Design/methodology/approach
The study uses the example of small-medium fisheries in Indonesia to highlight the formal/informal financing options availed by the businesses and their relationship with the lender. The authors use the qualitative method with a phenomenology approach and interview key stakeholders in the sector.
Findings
The authors find that the set interest repayments and the checks and balances involved in judging the borrower’s creditworthiness make the formal due to the strict requirements. Instead, the fishermen rely on the informal financing system and borrow from the mapak – a person who lends money on the condition that the fishermen’s catch will be sold to the lender as repayment.

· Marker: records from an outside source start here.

use std::fs;
use std::path::{Path, PathBuf};

use listnorm::config::EngineConfig;
use listnorm::engine::{NormalizeOptions, Normalizer};
use listnorm::formats::{RunResult, SampleOutcome, ViolationCode};
use listnorm::registry::Registry;
use serde_json::json;

fn write_jsonl(dir: &Path, lines: &[String]) -> anyhow::Result<PathBuf> {
    let path = dir.join("raw.jsonl");
    fs::write(&path, lines.join("\n") + "\n")?;
    Ok(path)
}

fn run(platform: &str, path: &Path, options: &NormalizeOptions) -> anyhow::Result<RunResult> {
    let registry = Registry::builtin();
    let adapter = registry.require(platform)?;
    Normalizer::new(adapter, EngineConfig::for_adapter(adapter)).normalize(path, options)
}

#[test]
fn single_payload_json_line_yields_one_clean_listing() -> anyhow::Result<()> {
    let dir = tempfile::tempdir()?;
    let path = write_jsonl(
        dir.path(),
        &[r#"{"payload_json":{"id":"123","address":"서울 노원구 월계동","rent":40,"deposit":1000,"area":33.06},"source_url":"https://x"}"#.to_owned()],
    )?;

    let result = run("generic", &path, &NormalizeOptions::default())?;

    assert_eq!(result.items.len(), 1);
    let item = &result.items[0];
    assert_eq!(item.platform_code, "generic");
    assert_eq!(item.rent_amount, Some(40));
    assert_eq!(item.deposit_amount, Some(1000));
    assert_eq!(item.area_exclusive_m2, Some(33.06));
    assert!(item.address_text.is_some());
    assert!(!item.has_violation(ViolationCode::PriceParseFail));
    assert!(!item.has_violation(ViolationCode::AreaParseFail));

    assert_eq!(result.stats.raw_records, 1);
    assert_eq!(result.stats.parsed_raw_records, 1);
    assert_eq!(result.metadata.normalized_items, 1);
    assert_eq!(result.samples[0].outcome, SampleOutcome::Normalized);
    Ok(())
}

#[test]
fn reruns_produce_identical_items() -> anyhow::Result<()> {
    let dir = tempfile::tempdir()?;
    let lines = vec![
        json!({
            "payload": {"result": {"items": [
                {"id": 1, "address": "서울 강남구 역삼동", "price": "월세 1000/50", "area": "10평",
                 "images": ["https://img.example.com/1.jpg"]},
                {"address": "서울 마포구 합정동", "price": "전세 2억 5천", "size": "59㎡"}
            ]}},
            "collected_at": "2024-05-01T00:00:00Z"
        })
        .to_string(),
        json!({"payload": {"list": [{"id": 1, "rent": 50}]}}).to_string(),
    ];
    let path = write_jsonl(dir.path(), &lines)?;

    let first = run("generic", &path, &NormalizeOptions::default())?;
    let second = run("generic", &path, &NormalizeOptions::default())?;
    assert_eq!(first.items, second.items);
    assert_eq!(first.stats, second.stats);

    let jeonse = first
        .items
        .iter()
        .find(|item| item.external_id.is_none())
        .expect("hash-keyed listing");
    assert_eq!(jeonse.deposit_amount, Some(25_000));
    assert_eq!(jeonse.rent_amount, None);
    Ok(())
}

#[test]
fn same_id_keeps_the_more_complete_listing() -> anyhow::Result<()> {
    let dir = tempfile::tempdir()?;
    let lines = vec![
        json!({"payload": {"id": "A1", "rent": 40}}).to_string(),
        json!({"payload": {
            "id": "A1", "rent": 45, "deposit": 500, "address": "서울 노원구 월계동",
            "area": 20, "images": ["https://img.example.com/a1.jpg"]
        }})
        .to_string(),
        json!({"payload": {"id": "A1", "rent": 99}}).to_string(),
    ];
    let path = write_jsonl(dir.path(), &lines)?;

    let result = run("generic", &path, &NormalizeOptions::default())?;

    assert_eq!(result.items.len(), 1);
    assert_eq!(result.items[0].rent_amount, Some(45));
    assert_eq!(result.stats.normalized_before_dedup, 3);
    assert_eq!(result.stats.duplicates_dropped, 2);
    Ok(())
}

#[test]
fn same_detail_url_without_id_keeps_the_more_complete_listing() -> anyhow::Result<()> {
    let dir = tempfile::tempdir()?;
    let lines = vec![
        json!({"payload": {"detail_url": "https://x.example.com/room/9", "rent": 40}}).to_string(),
        json!({"payload": {
            "detail_url": "https://x.example.com/room/9", "rent": 40, "deposit": 1000,
            "area": "전용 24.5㎡"
        }})
        .to_string(),
    ];
    let path = write_jsonl(dir.path(), &lines)?;

    let result = run("generic", &path, &NormalizeOptions::default())?;

    assert_eq!(result.items.len(), 1);
    let item = &result.items[0];
    assert_eq!(item.source_ref.as_deref(), Some("https://x.example.com/room/9"));
    assert_eq!(item.deposit_amount, Some(1000));
    assert_eq!(item.area_exclusive_m2, Some(24.5));
    assert_eq!(result.stats.duplicates_dropped, 1);
    Ok(())
}

#[test]
fn container_objects_do_not_become_listings() -> anyhow::Result<()> {
    let dir = tempfile::tempdir()?;
    let payload = json!({"payload": {
        "title": "검색 결과",
        "items": [
            {"id": 1, "rent": 40, "images": ["https://img.example.com/1.jpg"]},
            {"id": 2, "rent": 50, "images": ["https://img.example.com/2.jpg"]}
        ]
    }});
    let path = write_jsonl(dir.path(), &[payload.to_string()])?;

    let result = run("generic", &path, &NormalizeOptions::default())?;

    assert_eq!(result.items.len(), 2);
    assert!(result.items.iter().all(|item| item.external_id.is_some()));
    assert!(result.items.iter().all(|item| item.image_urls.len() == 1));
    assert_eq!(result.stats.candidates_dropped_empty, 1);
    Ok(())
}

#[test]
fn price_side_note_does_not_drop_amounts() -> anyhow::Result<()> {
    let dir = tempfile::tempdir()?;
    let line = json!({"payload": {"id": "P1", "price": "보증금 1000 월세 50 (관리비 문의)"}});
    let path = write_jsonl(dir.path(), &[line.to_string()])?;

    let result = run("generic", &path, &NormalizeOptions::default())?;

    let item = &result.items[0];
    assert_eq!(item.deposit_amount, Some(1000));
    assert_eq!(item.rent_amount, Some(50));
    assert!(!item.has_violation(ViolationCode::PriceParseFail));
    Ok(())
}

#[test]
fn bad_lines_are_counted_and_the_run_continues() -> anyhow::Result<()> {
    let dir = tempfile::tempdir()?;
    let lines = vec![
        "{not json".to_owned(),
        String::new(),
        "[1, 2, 3]".to_owned(),
        json!({"source_url": "https://x"}).to_string(),
        json!({"payload": "{\"items\": ["}).to_string(),
        json!({"payload": {"meta": {"page": 1}}}).to_string(),
        json!({"payload": {"id": 7, "rent": 30}}).to_string(),
    ];
    let path = write_jsonl(dir.path(), &lines)?;

    let result = run("generic", &path, &NormalizeOptions::default())?;
    let stats = &result.stats;

    assert_eq!(stats.raw_records, 6);
    assert_eq!(stats.parse_failure_from_json, 2);
    assert_eq!(stats.parsed_raw_records, 4);
    assert_eq!(
        stats.raw_records,
        stats.parsed_raw_records + stats.parse_failure_from_json
    );
    assert_eq!(stats.parse_failure, 2);
    assert_eq!(stats.unmapped_records, 1);
    assert_eq!(result.items.len(), 1);
    assert_eq!(
        stats.violation_code_counts.get(&ViolationCode::RecordParseFail),
        Some(&2)
    );
    assert_eq!(
        stats.violation_code_counts.get(&ViolationCode::NormalizeException),
        Some(&2)
    );
    assert_eq!(stats.failure_samples.len(), 4);
    assert_eq!(stats.failure_samples[0].line, 1);
    Ok(())
}

#[test]
fn blocked_payloads_are_reported_not_silently_empty() -> anyhow::Result<()> {
    let dir = tempfile::tempdir()?;
    let lines = vec![
        json!({"payload": {"status": 429, "message": "Too Many Requests"}, "source_url": "https://x"})
            .to_string(),
        json!({"body": "<html><body>자동입력 방지 문자를 입력하세요</body></html>"}).to_string(),
    ];
    let path = write_jsonl(dir.path(), &lines)?;

    let result = run("hogangnono", &path, &NormalizeOptions::default())?;

    assert!(result.items.is_empty());
    assert_eq!(result.stats.blocked_records, 2);
    assert_eq!(
        result
            .stats
            .violation_code_counts
            .get(&ViolationCode::SourceAccessBlocked),
        Some(&2)
    );
    assert!(
        result
            .samples
            .iter()
            .all(|sample| sample.outcome == SampleOutcome::Blocked)
    );
    assert!(result.metadata.threshold_breaches.is_empty());
    Ok(())
}

#[test]
fn max_items_truncates_and_is_reported() -> anyhow::Result<()> {
    let dir = tempfile::tempdir()?;
    let rows: Vec<_> = (0..5).map(|i| json!({"id": i, "rent": 40 + i})).collect();
    let path = write_jsonl(dir.path(), &[json!({"payload": {"items": rows}}).to_string()])?;

    let options = NormalizeOptions {
        max_items: Some(2),
        include_raw: true,
    };
    let result = run("generic", &path, &options)?;

    assert_eq!(result.items.len(), 2);
    assert!(result.metadata.items_truncated);
    assert_eq!(result.metadata.normalized_items, 2);
    assert!(result.items[0].raw_attrs.contains_key("raw"));
    assert_eq!(result.items[0].external_id.as_deref(), Some("0"));
    Ok(())
}

#[test]
fn huge_payload_is_truncated_not_failed() -> anyhow::Result<()> {
    let dir = tempfile::tempdir()?;
    let rows: Vec<_> = (0..50_000).map(|i| json!({"wrapper": {"n": i}})).collect();
    let path = write_jsonl(dir.path(), &[json!({"payload": {"rows": rows}}).to_string()])?;

    let result = run("generic", &path, &NormalizeOptions::default())?;

    assert_eq!(result.stats.discovery_truncated_records, 1);
    assert_eq!(result.stats.unmapped_records, 1);
    assert!(result.items.is_empty());
    Ok(())
}

#[test]
fn missing_input_is_fatal() {
    let registry = Registry::builtin();
    let adapter = registry.require("generic").expect("generic platform");
    let err = Normalizer::new(adapter, EngineConfig::for_adapter(adapter))
        .normalize(
            Path::new("/definitely/not/here.jsonl"),
            &NormalizeOptions::default(),
        )
        .expect_err("missing input must fail");
    assert!(format!("{err:#}").contains("open input jsonl"));
}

Research limitations/implications
This study focuses on the financing system in emerging economies. Using the coastal business areas in the Indonesian fishing sector, the authors highlight the informal financing system and the potential debt trap. Future research could extend and study this issue in other industries and geographic regions to test whether emerging economies meet their targets and commitments under the UN Sustainability Development Goals. Emerging markets like Indonesia have a unique model of financing system and their business structure. Three conditions are highlighted in the financing system of business in coastal areas, namely, informal financing, close market access and social capital.
Originality/value
This study addresses financial inclusion and whether the UN Sustainability Development Goal 8 is being met in emerging economies. The study is one of the few to address this issue and highlights that emerging economies are yet to take concrete steps to make the formal financing sector more inclusive to achieve poverty alleviation.